A Nondualist Social Ethic: Fusing Subject and Object Horizons in Measurement
Fisher, W. P., Jr. (2019). A nondualist social ethic: Fusing subject and object horizons in measurement. TMQ--Techniques, Methodologies, and Quality, 10(Special Issue on Health Metrology), 21-40. https://portal2.ipt.pt/media/manager.php?src=servico&cmd=file&target=m1_MTc2NDQ#page=21
Posted: 16 Feb 2024
Date Written: 2019
Abstract
Is it possible for measurement to satisfy both the need for global unity and shared human values, on the one hand, and the need to respect and value individual human uniqueness, on the other?
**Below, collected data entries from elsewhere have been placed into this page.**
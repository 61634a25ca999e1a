//! Boundary with the cluster manager.
//!
//! The scheduler never speaks a cluster manager's wire protocol. It issues
//! calls through [`ClusterManager`] and consumes [`ClusterEvent`]s from a
//! channel fed by whatever drives the connection.

use std::fmt;

use async_trait::async_trait;
use offergrid_placement::{Offer, TaskLaunch};
use serde::{Deserialize, Serialize};

use crate::error::SchedulerResult;

#[async_trait]
pub trait ClusterManager: Send + Sync {
    /// Launch `launches` using the resources of `offer_id`.
    async fn accept(&self, offer_id: &str, launches: Vec<TaskLaunch>) -> SchedulerResult<()>;

    async fn decline(&self, offer_ids: &[String]) -> SchedulerResult<()>;

    /// Ask for offers again after declining.
    async fn revive(&self) -> SchedulerResult<()>;

    async fn kill(&self, task_id: &str, agent_id: &str) -> SchedulerResult<()>;

    /// Relay an opaque payload to an executor.
    async fn message(&self, agent_id: &str, executor_id: &str, data: Vec<u8>) -> SchedulerResult<()>;
}

/// Cluster-reported lifecycle state of a launched task.
#[derive(Debug, Clone, Copy, PartialEq, Eq, Hash, Serialize, Deserialize)]
#[serde(rename_all = "SCREAMING_SNAKE_CASE")]
pub enum TaskState {
    Staging,
    Starting,
    Running,
    Killing,
    Finished,
    Failed,
    Killed,
    Lost,
    Error,
    Dropped,
    Unknown,
}

impl TaskState {
    /// The task will not run again.
    pub fn is_terminal(self) -> bool {
        matches!(
            self,
            TaskState::Finished
                | TaskState::Failed
                | TaskState::Killed
                | TaskState::Lost
                | TaskState::Error
                | TaskState::Dropped
        )
    }

    /// Ended abnormally.
    pub fn is_failure(self) -> bool {
        matches!(
            self,
            TaskState::Lost | TaskState::Killed | TaskState::Failed | TaskState::Error
        )
    }
}

impl fmt::Display for TaskState {
    fn fmt(&self, f: &mut fmt::Formatter<'_>) -> fmt::Result {
        let s = match self {
            TaskState::Staging => "TASK_STAGING",
            TaskState::Starting => "TASK_STARTING",
            TaskState::Running => "TASK_RUNNING",
            TaskState::Killing => "TASK_KILLING",
            TaskState::Finished => "TASK_FINISHED",
            TaskState::Failed => "TASK_FAILED",
            TaskState::Killed => "TASK_KILLED",
            TaskState::Lost => "TASK_LOST",
            TaskState::Error => "TASK_ERROR",
            TaskState::Dropped => "TASK_DROPPED",
            TaskState::Unknown => "TASK_UNKNOWN",
        };
        f.write_str(s)
    }
}

#[derive(Debug, Clone, PartialEq)]
pub struct TaskStatusUpdate {
    pub task_id: String,
    pub agent_id: String,
    pub state: TaskState,
    pub message: String,
    /// Sent in answer to a reconciliation request rather than by a change.
    pub reconciliation: bool,
}

impl TaskStatusUpdate {
    pub fn new(task_id: impl Into<String>, agent_id: impl Into<String>, state: TaskState) -> Self {
        Self {
            task_id: task_id.into(),
            agent_id: agent_id.into(),
            state,
            message: String::new(),
            reconciliation: false,
        }
    }

    pub fn reconciled(mut self) -> Self {
        self.reconciliation = true;
        self
    }

    pub fn with_message(mut self, message: impl Into<String>) -> Self {
        self.message = message.into();
        self
    }
}

#[derive(Debug, Clone)]
pub enum ClusterEvent {
    Offers(Vec<Offer>),
    Update(TaskStatusUpdate),
    Failure {
        agent_id: String,
        executor_id: Option<String>,
    },
    Message {
        agent_id: String,
        executor_id: String,
        data: Vec<u8>,
    },
}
Can humanity figure out new ways of enacting self-understanding that recount its past, present, and future in terms that not only better enable everyone to feel part of something larger than themselves but which also liberate them in free creative expressions of joy for life? Any viable social ethic has to begin from the paradox of attempting to integrate the opposed poles of human totality and human singularity. Even when one conceives of a social ethic in terms of a system, the end result demands respect for a complex combination of harmony and dissonance that is better understood in terms of systems of discontinuous systems, or meta-systems. Taking language as a model of integrated subject-object unities sets up possibilities for coherent multilevel measurement information infrastructures. Health care, education, management, and other areas in which ordinal counts, percentages, and ratings typically are treated as measures stand to benefit the most from realizations of this kind of nondualist social ethic and its realization of meaningful quantification.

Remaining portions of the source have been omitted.